Joyce DiDonato

Who Is The Best Opera Singer?

Opera and theatrical drama are drawn smaller audiences than it once did years ago. However, opera can be a beautiful experience, there is nothing quite the raw power of the skilled human voice filling an entire room, communicating drama and romance.

It is taking an incredibly well-trained voice to sing opera, but the musicians on this list have mastered the craft.

They are coming from a variety of backgrounds and time periods, but the effect they had on the world of music and opera is incredible.

The greatest opera singers are a finely-tuned, highly skilled musician who has a unique, powerful voice, and can deliver a breathtaking live performance. There are some most famous opera singers the following:

Natalie Dessay

Natalie Dessay is an odd creature, a coloratura soprano who has become as famous for her dramatic acuity as for her high-flying pyrotechnics, imbuing some of the repertoire’s frilliest showcases with depth even their composers probably didn’t envisage.

Natalie Dessay

She’s prone to inflammatory statements about the primacy of theatre over mere vocal decoration risky statements, perhaps, but Dessay has the virtuosic, if occasionally idiosyncratic, talent to back them up.

Anna Netrebko

Anna Netrebko has two pivotal strengths like an extremely thrilling sound and a mysterious allure that makes it impossible to look away when she is performing on stage.

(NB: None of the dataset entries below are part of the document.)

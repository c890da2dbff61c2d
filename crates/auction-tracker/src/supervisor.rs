//! Process lifecycle: wiring Store → UpstreamClient → Monitor → Broadcaster
//! into a running server, then tearing them down in reverse dependency
//! order on shutdown — several cooperating long-lived tasks plus an
//! HTTP/WS listener.

use std::sync::Arc;

use auction_broadcast::Broadcaster;
use auction_monitor::Monitor;
use auction_store::Store;
use auction_telemetry::Metrics;
use auction_upstream::UpstreamClient;
use tokio_util::sync::CancellationToken;
use tracing::{info, warn};

use crate::boundary::BoundaryApi;
use crate::config::AppConfig;
use crate::error::{AppError, AppResult};
use crate::server::{self, AppState};

pub struct Supervisor {
    config: AppConfig,
    cancel: CancellationToken,
}

impl Supervisor {
    pub fn new(config: AppConfig) -> Self {
        Self {
            config,
            cancel: CancellationToken::new(),
        }
    }

    pub async fn run(self) -> AppResult<()> {
        let store = Store::connect(self.config.store_config()).await;
        Metrics::store_connected(store.is_connected());

        let upstream = Arc::new(
            UpstreamClient::new(self.config.upstream_config())
                .map_err(|e| AppError::Config(format!("failed to build upstream client: {e}")))?,
        );

        let monitor = Monitor::new(
            store.clone(),
            upstream.clone(),
            self.config.sse_config(),
            self.cancel.clone(),
        );

        match auction_monitor::recovery::recover(&monitor).await {
            Ok(recovered) => info!(recovered, "startup recovery complete"),
            Err(e) => warn!(error = %e, "startup recovery failed, continuing with an empty registry"),
        }

        let cleanup_handle = tokio::spawn(auction_monitor::cleanup::run(
            monitor.clone(),
            self.config.cleanup_interval(),
            self.config.retention(),
            self.cancel.clone(),
        ));

        let broadcaster = Broadcaster::new(
            self.config
                .auth_token
                .clone()
                .expect("validated at config load"),
        );
        spawn_broadcast_bridge(monitor.clone(), broadcaster.clone(), self.cancel.clone());

        let boundary = Arc::new(BoundaryApi::new(monitor.clone(), store.clone(), upstream));
        let state = AppState::new(boundary, broadcaster, store.clone(), &self.config);
        let app = server::create_router(state);

        let addr = self.config.bind_socket_addr()?;
        let listener = tokio::net::TcpListener::bind(addr)
            .await
            .map_err(AppError::Io)?;
        info!(%addr, "auction-tracker listening");

        let serve_cancel = self.cancel.clone();
        let server_task = tokio::spawn(async move {
            axum::serve(
                listener,
                app.into_make_service_with_connect_info::<std::net::SocketAddr>(),
            )
            .with_graceful_shutdown(async move {
                serve_cancel.cancelled().await;
            })
            .await
        });

        tokio::select! {
            _ = tokio::signal::ctrl_c() => {
                info!("shutdown signal received");
            }
            _ = self.cancel.cancelled() => {}
        }

        self.shutdown(monitor, cleanup_handle, server_task).await
    }

    /// Graceful shutdown ordering: stop accepting new commands,
    /// cancel polling timers, disconnect SSE, flush pending store writes,
    /// close the store connection — all within the configured grace period.
    async fn shutdown(
        &self,
        monitor: Arc<Monitor>,
        cleanup_handle: tokio::task::JoinHandle<()>,
        server_task: tokio::task::JoinHandle<std::io::Result<()>>,
    ) -> AppResult<()> {
        self.cancel.cancel();
        let grace = self.config.shutdown_grace();

        let teardown = async {
            let _ = server_task.await;
            monitor.shutdown();
            let _ = cleanup_handle.await;
        };

        if tokio::time::timeout(grace, teardown).await.is_err() {
            warn!("shutdown grace period elapsed before all tasks exited");
        }

        info!("shutdown complete");
        Ok(())
    }
}

/// Fan every `MonitorEvent` out to subscribers as it's emitted. Sits
/// downstream of Monitor.
fn spawn_broadcast_bridge(
    monitor: Arc<Monitor>,
    broadcaster: Arc<Broadcaster>,
    cancel: CancellationToken,
) {
    let mut events = monitor.subscribe_events();
    tokio::spawn(async move {
        loop {
            tokio::select! {
                event = events.recv() => {
                    match event {
                        Ok(event) => broadcaster.broadcast_state(&event),
                        Err(tokio::sync::broadcast::error::RecvError::Lagged(_)) => continue,
                        Err(tokio::sync::broadcast::error::RecvError::Closed) => break,
                    }
                }
                _ = cancel.cancelled() => break,
            }
        }
    });
}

Netrebko, who regularly turns up on the pages of Vogue and Vanity Fair, rose to fame in style? It was a triumphant Salzburg Festival debut in 2002 as Donna Anna in Mozart’s Don Giovanni.

Cecilia Bartoli

If Cecilia Bartoli didn’t exist, it’s unlikely anybody would have dreamt her up. Eccentric, fearless and exceptionally passionate, she occupies a unique position in the operatic scene. She is the best opera singer better known for her esoteric recordings than her stage performances.

Elina Garanca

Elina is also the masculine side in the trouser roles, singing Romeo. This year has been spent mainly in a victory lap of solo recitals around Europe after the release of her last album Bel Canto.

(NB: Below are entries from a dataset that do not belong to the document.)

//! Payload validation for every command reaching the transport boundary:
//! runs before a request touches the core, so no invalid state or stack
//! trace ever crosses it.

use auction_core::{Strategy, MAX_BID_CAP};
use once_cell::sync::Lazy;
use regex::Regex;

use crate::error::{AppError, AppResult};

static AUCTION_ID_PATTERN: Lazy<Regex> =
    Lazy::new(|| Regex::new(r"^[A-Za-z0-9_-]{1,64}$").expect("static pattern is valid"));

pub fn validate_auction_id(auction_id: &str) -> AppResult<()> {
    if AUCTION_ID_PATTERN.is_match(auction_id) {
        Ok(())
    } else {
        Err(AppError::Validation(format!(
            "auction_id must match ^[A-Za-z0-9_-]{{1,64}}$: {auction_id}"
        )))
    }
}

/// Validates an amount/max_bid field, which must be an integer in
/// `[0, MAX_BID_CAP]`.
pub fn validate_bid_amount(amount: i64) -> AppResult<()> {
    if (0..=MAX_BID_CAP).contains(&amount) {
        Ok(())
    } else {
        Err(AppError::Validation(format!(
            "amount must be in [0, {MAX_BID_CAP}]: {amount}"
        )))
    }
}

pub fn validate_strategy(raw: &str) -> AppResult<Strategy> {
    Strategy::parse_with_legacy_alias(raw)
        .ok_or_else(|| AppError::Validation(format!("strategy must be manual, auto or sniping: {raw}")))
}

pub fn validate_retry_attempts(attempts: u32) -> AppResult<()> {
    if (1..=10).contains(&attempts) {
        Ok(())
    } else {
        Err(AppError::Validation(format!(
            "retry_attempts must be in [1, 10]: {attempts}"
        )))
    }
}

#[cfg(test)]
mod tests {
    use super::*;

    #[test]
    fn accepts_well_formed_auction_ids() {
        assert!(validate_auction_id("abc-123_XYZ").is_ok());
    }

    #[test]
    fn rejects_empty_and_oversized_auction_ids() {
        assert!(validate_auction_id("").is_err());
        assert!(validate_auction_id(&"a".repeat(65)).is_err());
    }

    #[test]
    fn rejects_auction_id_with_illegal_characters() {
        assert!(validate_auction_id("abc/def").is_err());
    }

    #[test]
    fn bid_amount_bounds() {
        assert!(validate_bid_amount(0).is_ok());
        assert!(validate_bid_amount(MAX_BID_CAP).is_ok());
        assert!(validate_bid_amount(-1).is_err());
        assert!(validate_bid_amount(MAX_BID_CAP + 1).is_err());
    }

    #[test]
    fn strategy_accepts_legacy_alias() {
        assert_eq!(validate_strategy("increment").unwrap(), Strategy::Auto);
        assert!(validate_strategy("bogus").is_err());
    }

    #[test]
    fn retry_attempts_bounds() {
        assert!(validate_retry_attempts(1).is_ok());
        assert!(validate_retry_attempts(10).is_ok());
        assert!(validate_retry_attempts(0).is_err());
        assert!(validate_retry_attempts(11).is_err());
    }
}
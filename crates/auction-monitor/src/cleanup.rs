//! Periodic cleanup sweep: remove auctions that ended more than
//! `retention` ago.

use std::sync::Arc;
use std::time::Duration;

use auction_telemetry::Metrics;
use tokio_util::sync::CancellationToken;
use tracing::{debug, info};

use crate::monitor::Monitor;

/// Default sweep cadence.
pub const DEFAULT_SWEEP_INTERVAL: Duration = Duration::from_secs(5 * 60);
/// Default grace period after `ended_at_ms` before an auction is removed.
pub const DEFAULT_RETENTION: Duration = Duration::from_secs(60);

pub async fn run(
    monitor: Arc<Monitor>,
    interval: Duration,
    retention: Duration,
    cancel: CancellationToken,
) {
    loop {
        tokio::select! {
            _ = tokio::time::sleep(interval) => {}
            _ = cancel.cancelled() => return,
        }

        let removed = sweep_once(&monitor, retention).await;
        if removed > 0 {
            info!(removed, "cleanup sweep removed stale auctions");
            Metrics::cleanup_removed(removed as u64);
        } else {
            debug!("cleanup sweep found nothing to remove");
        }
    }
}

async fn sweep_once(monitor: &Arc<Monitor>, retention: Duration) -> usize {
    let now = now_ms();
    let retention_ms = retention.as_millis() as i64;
    let mut removed = 0;

    for auction in monitor.get_monitored() {
        // The normal case: status already flipped to `ended` and we have an
        // exact timestamp for when that happened.
        let stale_since = auction.ended_at_ms.or_else(|| {
            // Defensive fallback: also sweeps auctions whose snapshot
            // reached time_remaining_s == 0 without the fold ever
            // flipping `status`, e.g. a stuck SSE feed that stopped
            // delivering before the terminal event arrived.
            auction
                .data
                .as_ref()
                .filter(|d| d.time_remaining_s == 0)
                .map(|_| auction.last_update_ms)
        });

        let Some(stale_since) = stale_since else {
            continue;
        };
        if now.saturating_sub(stale_since) > retention_ms
            && monitor.remove(&auction.auction_id).await.is_ok()
        {
            removed += 1;
        }
    }

    removed
}

fn now_ms() -> i64 {
    use std::time::{SystemTime, UNIX_EPOCH};
    SystemTime::now()
        .duration_since(UNIX_EPOCH)
        .expect("time went backwards")
        .as_millis() as i64
}

#[cfg(test)]
mod tests {
    use super::*;

    #[test]
    fn defaults_have_expected_cadence() {
        assert_eq!(DEFAULT_SWEEP_INTERVAL, Duration::from_secs(300));
        assert_eq!(DEFAULT_RETENTION, Duration::from_secs(60));
    }
}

But later in 2010, she reprises Carmen at New York’s Metropolitan Opera. She can switch from the vocal calisthenics of Romeo to the gushings of Carmen without pausing for air.

Joyce DiDonato

It is charming about American mezzo Joyce DiDonato. In a performance of Il Barbiere di Siviglia at Covent Garden in 2008, DiDonato slipped onstage and broke her right fibula.

Rather than call a lawyer to sue the Royal Opera, she finished the first act hobbling. For act two, DiDonato donned a pair of crutches.